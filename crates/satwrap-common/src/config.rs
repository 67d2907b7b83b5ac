//! Configuration structures for satwrap.
//!
//! This module defines configuration options for the solver wrapper:
//! - [`WrapperConfig`]: Top-level configuration (solver directory, limits, paths)
//! - [`PathTable`]: Executable path for every (tool, architecture width) pair
//! - [`ToolPaths`]: The 32-bit and 64-bit variants of one tool

use std::path::{Path, PathBuf};

use serde::{Deserialize, Serialize};

use crate::{ArchWidth, HarnessError, Solver, Tool};

/// Top-level wrapper configuration.
///
/// The defaults reproduce the historical on-disk layout of the solver
/// bundle, so the wrapper works without any configuration file when it is
/// run from the bundle directory.
#[derive(Debug, Clone, Deserialize, Serialize)]
pub struct WrapperConfig {
    /// Directory that relative entries of the path table are resolved against.
    #[serde(default = "defaults::solver_dir")]
    pub solver_dir: PathBuf,

    /// Memory ceiling handed to the supervisor (`-M`), in megabytes.
    #[serde(default = "defaults::memory_limit_mb")]
    pub memory_limit_mb: u32,

    /// Architecture override.
    ///
    /// When unset, the pointer width of the running binary is used.
    #[serde(default)]
    pub architecture: Option<ArchWidth>,

    /// Executable paths per tool and width.
    #[serde(default)]
    pub paths: PathTable,
}

impl Default for WrapperConfig {
    fn default() -> Self {
        Self {
            solver_dir: defaults::solver_dir(),
            memory_limit_mb: defaults::memory_limit_mb(),
            architecture: None,
            paths: PathTable::default(),
        }
    }
}

impl WrapperConfig {
    /// Architecture width to resolve executables for.
    pub fn width(&self) -> Result<ArchWidth, HarnessError> {
        self.architecture.map_or_else(ArchWidth::detect, Ok)
    }

    /// Full path of `tool` for `width`.
    ///
    /// Absolute table entries are returned unchanged; relative ones are
    /// joined onto [`solver_dir`](Self::solver_dir).
    pub fn resolve(&self, tool: Tool, width: ArchWidth) -> PathBuf {
        self.solver_dir.join(self.paths.lookup(tool, width))
    }
}

/// Executable paths for one tool.
///
/// Both variants are required, so a table entry can never define only one
/// width.
#[derive(Debug, Clone, PartialEq, Eq, Deserialize, Serialize)]
#[serde(deny_unknown_fields)]
pub struct ToolPaths {
    /// 32-bit executable.
    pub x32: PathBuf,
    /// 64-bit executable.
    pub x64: PathBuf,
}

impl ToolPaths {
    fn new(x32: &str, x64: &str) -> Self {
        Self {
            x32: x32.into(),
            x64: x64.into(),
        }
    }

    /// Path for the given width.
    pub fn for_width(&self, width: ArchWidth) -> &Path {
        match width {
            ArchWidth::X32 => &self.x32,
            ArchWidth::X64 => &self.x64,
        }
    }
}

/// Mapping from (tool, architecture width) to an executable path.
#[derive(Debug, Clone, PartialEq, Eq, Deserialize, Serialize)]
#[serde(deny_unknown_fields)]
pub struct PathTable {
    #[serde(default = "defaults::glucose")]
    pub glucose: ToolPaths,

    #[serde(default = "defaults::clasp")]
    pub clasp: ToolPaths,

    #[serde(default = "defaults::plingeling")]
    pub plingeling: ToolPaths,

    #[serde(default = "defaults::picosat")]
    pub picosat: ToolPaths,

    /// The resource-limiting supervisor.
    #[serde(default = "defaults::runsolver")]
    pub runsolver: ToolPaths,
}

impl Default for PathTable {
    fn default() -> Self {
        Self {
            glucose: defaults::glucose(),
            clasp: defaults::clasp(),
            plingeling: defaults::plingeling(),
            picosat: defaults::picosat(),
            runsolver: defaults::runsolver(),
        }
    }
}

impl PathTable {
    /// Both variants of `tool`.
    pub fn tool(&self, tool: Tool) -> &ToolPaths {
        match tool {
            Tool::Solver(Solver::Glucose) => &self.glucose,
            Tool::Solver(Solver::Clasp) => &self.clasp,
            Tool::Solver(Solver::Plingeling) => &self.plingeling,
            Tool::Solver(Solver::Picosat) => &self.picosat,
            Tool::Supervisor => &self.runsolver,
        }
    }

    /// Path of `tool` for `width`.
    pub fn lookup(&self, tool: Tool, width: ArchWidth) -> &Path {
        self.tool(tool).for_width(width)
    }
}

/// Default value functions for serde.
mod defaults {
    use std::path::PathBuf;

    use super::ToolPaths;

    pub fn solver_dir() -> PathBuf {
        PathBuf::from("./")
    }

    pub const fn memory_limit_mb() -> u32 {
        1000
    }

    pub fn glucose() -> ToolPaths {
        ToolPaths::new(
            "glucose/glucosex32/glucose.sh",
            "glucose/glucosex64/full_glucose.sh",
        )
    }

    pub fn clasp() -> ToolPaths {
        ToolPaths::new(
            "clasp/claspx32/build/release/bin/clasp",
            "clasp/claspx64/build/release/bin/clasp",
        )
    }

    pub fn plingeling() -> ToolPaths {
        ToolPaths::new(
            "lingeling/lingelingx32/plingeling",
            "lingeling/lingelingx64/plingeling",
        )
    }

    pub fn picosat() -> ToolPaths {
        ToolPaths::new("picosat/picosatx32/picosat", "picosat/picosatx64/picosat")
    }

    pub fn runsolver() -> ToolPaths {
        ToolPaths::new(
            "runsolver/runsolverx32/runsolver",
            "runsolver/runsolverx64/runsolver",
        )
    }
}

#[cfg(test)]
mod tests {
    use std::collections::HashSet;

    use super::*;

    #[test]
    fn test_default_config() {
        let config = WrapperConfig::default();

        assert_eq!(config.solver_dir, PathBuf::from("./"));
        assert_eq!(config.memory_limit_mb, 1000);
        assert!(config.architecture.is_none());
        assert_eq!(config.paths, PathTable::default());
    }

    #[test]
    fn test_every_solver_and_width_has_distinct_path() {
        let table = PathTable::default();
        let mut seen = HashSet::new();

        for solver in Solver::ALL {
            for width in [ArchWidth::X32, ArchWidth::X64] {
                let path = table.lookup(solver.into(), width);
                assert!(!path.as_os_str().is_empty());
                assert!(seen.insert(path.to_path_buf()), "duplicate path {path:?}");
            }
        }
        assert_eq!(seen.len(), 8);
    }

    #[test]
    fn test_resolve_joins_solver_dir() {
        let config = WrapperConfig {
            solver_dir: PathBuf::from("/opt/solvers"),
            ..Default::default()
        };

        assert_eq!(
            config.resolve(Tool::Solver(Solver::Clasp), ArchWidth::X64),
            PathBuf::from("/opt/solvers/clasp/claspx64/build/release/bin/clasp")
        );
    }

    #[test]
    fn test_resolve_keeps_absolute_entries() {
        let mut config = WrapperConfig::default();
        config.paths.runsolver = ToolPaths::new("/usr/bin/runsolver", "/usr/bin/runsolver");

        assert_eq!(
            config.resolve(Tool::Supervisor, ArchWidth::X32),
            PathBuf::from("/usr/bin/runsolver")
        );
    }

    #[test]
    fn test_width_override() {
        let config = WrapperConfig {
            architecture: Some(ArchWidth::X32),
            ..Default::default()
        };

        assert_eq!(config.width().unwrap(), ArchWidth::X32);
    }

    #[test]
    fn test_partial_deserialization() {
        let json = r#"{"paths": {"glucose": {"x32": "g32", "x64": "g64"}}}"#;
        let config: WrapperConfig = serde_json::from_str(json).unwrap();

        // Explicitly set value
        assert_eq!(config.paths.glucose.x64, PathBuf::from("g64"));
        // Default values for unspecified fields
        assert_eq!(config.paths.clasp, defaults::clasp());
        assert_eq!(config.memory_limit_mb, 1000);
    }

    #[test]
    fn test_single_width_entry_is_rejected() {
        let json = r#"{"paths": {"picosat": {"x64": "p64"}}}"#;
        let result: Result<WrapperConfig, _> = serde_json::from_str(json);
        assert!(result.is_err());
    }

    #[test]
    fn test_architecture_deserialization() {
        let config: WrapperConfig = serde_json::from_str(r#"{"architecture": 64}"#).unwrap();
        assert_eq!(config.architecture, Some(ArchWidth::X64));

        let result: Result<WrapperConfig, _> = serde_json::from_str(r#"{"architecture": 16}"#);
        assert!(result.is_err());
    }
}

::::

*Work order*: Which of the lines above carry the string "solvers"? Pick them out and copy them.

*Task result*:
            solver_dir: PathBuf::from("/opt/solvers"),
            PathBuf::from("/opt/solvers/clasp/claspx64/build/release/bin/clasp")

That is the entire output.